*Why do seemingly rational, intelligent people commit acts of cruelty and violence?
*What are the root causes of destructive behavior?
*How can we control the emotions that drive these impulses?
*Can we learn to live at peace with ourselves and others?
Imagine sitting with the Dalai Lama in his private meeting room with a small group of world-class scientists and philosophers. The talk is lively and fascinating as these leading minds grapple with age-old questions of compelling contemporary urgency. Daniel Goleman, the internationally bestselling author of Emotional Intelligence, provides the illuminating commentary—and reports on the breakthrough research this historic gathering inspired.
Buddhist philosophy tells us that all personal unhappiness and interpersonal conflict lie in the “three poisons”: craving, anger, and delusion. It also provides antidotes of astonishing psychological sophistication--which are now being confirmed by modern neuroscience. With new high-tech devices, scientists can peer inside the brain centers that calm the inner storms of rage and fear. They also can demonstrate that awareness-training strategies such as meditation strengthen emotional stability—and greatly enhance our positive moods.

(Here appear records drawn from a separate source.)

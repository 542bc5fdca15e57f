//! Romhub Core - acquisition, extraction and launch pipeline
//!
//! This crate turns a library entry into a running game session and fetches
//! packages (emulators, cores, asset packs) from the network.
//!
//! # Architecture
//!
//! - [`DownloadManager`] - Cancellable streaming downloads with progress
//! - [`ArchiveExtractor`] - Zip/7z/rar extraction into staging or install dirs
//! - [`TargetResolver`] - Picks the launchable payload for a library entry
//! - [`LaunchOrchestrator`] - Runs scripts, shortcuts, executables and emulators
//! - [`InputCoordinator`] - Releases input devices while an external program runs
//! - [`LaunchPipeline`] / [`PackageInstaller`] - The end-to-end flows

pub mod archive;
pub mod config;
pub mod download;
pub mod fsutil;
pub mod input;
pub mod launch;
pub mod library;
pub mod pipeline;
pub mod process;
pub mod target;

pub use archive::{ArchiveError, ArchiveExtractor, ArchiveKind, ExtractMode, StagingArena};
pub use config::Config;
pub use download::{
    DownloadError, DownloadManager, DownloadOutcome, DownloadProgress, DownloadReport,
    DownloadTask,
};
pub use input::{DeviceListener, InputCoordinator, SuspendGuard};
pub use launch::{LaunchError, LaunchKind, LaunchOrchestrator, LaunchReport};
pub use pipeline::{InstallReport, LaunchPipeline, PackageInstaller, PipelineError};
pub use process::CapturedOutput;
pub use target::{ResolveError, ResolvedTarget, TargetResolver};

The distinguished panel members report these recent findings and debate an exhilarating range of other topics: What role do destructive emotions play in human evolution? Are they “hardwired” in our bodies? Are they universal, or does culture determine how we feel? How can we nurture the compassion that is also our birthright? We learn how practices that reduce negativity have also been shown to bolster the immune system. Here, too, is an enlightened proposal for a school-based program of social and emotional learning that can help our children increase self-awareness, manage their anger, and become more empathetic.
Throughout, these provocative ideas are brought to life by the play of personalities, by the Dalai Lama’s probing questions, and by his surprising sense of humor. Although there are no easy answers, the dialogues, which are part of a series sponsored by the Mind and Life Institute, chart an ultimately hopeful course. They are sure to spark discussion among educators, religious and political leaders, parents—and all people who seek peace for themselves and the world.
The Mind and Life Institute sponsors cross-cultural dialogues that bring together the Dalai Lama and other Buddhist scholars with Western scientists and philosophers. Mind and Life VIII, on which this book is based, took place in Dharamsala, India, in March 2000.
In May 2001, in a laboratory at the University of Wisconsin, a Tibetan Buddhist monk donned a cap studded with hundreds of sensors that were connected to a state-of-the-art EEG, a brain-scanning device capable of recording changes in his brain with speed and precision. When the monk began meditating in a way that was designed to generate compassion, the sensors registered a dramatic shift to a state of great joy. "The very act of concern for others' well-being, it seems, creates a greater state of well-being within oneself," writes bestselling author Goleman (Emotional Intelligence) in his extraordinary new work.Goleman offers this breakthrough as an appetizer to a feast. Readers will discover that it is just one of a myriad of creative and positive results that are continuing to flow from the Mind and Life dialogue that took place over five days in March 2000 between a group of leading Western scientists and philosophers and the Dalai Lama in his private quarters in Dharamsala, India. This eighth Mind and Life meeting is the seventh to be recorded in book form; Goleman's account is the most detailed and user-friendly to date. The timely theme of the dialogue was suggested by the Dalai Lama to Goleman, who took on the role of organizer and brought together some world-class researchers and thinkers, including psychologist Paul Ekman, philosopher Owen Flanagan, the late Francisco Varela and Buddhist photographer Matthieu Riccard. In a sense, the many extraordinary insights and findings that arise from the presentations and subsequent discussions are embodied by the Dalai Lama himself as he appears here. Far from the cuddly teddy bear the popular media sometimes makes him out to be, he emerges as a brilliant and exacting interrogator, a natural scientist, as well as a leader committed to finding a practical means to help society. Yet he also personally embodies the possibility of overcoming destructive emotions, of becoming resilient, compassionate and happy no matter what life brings. Covering the nature of destructive emotions, the neuroscience of emotion, the scientific study of consciousness and more, this essential volume offers a fascinating account of what can emerge when two profound systems for studying the mind and emotions, Western science and Buddhism, join forces. Goleman travels beyond the edge of the known, and the report he sends back is encouraging.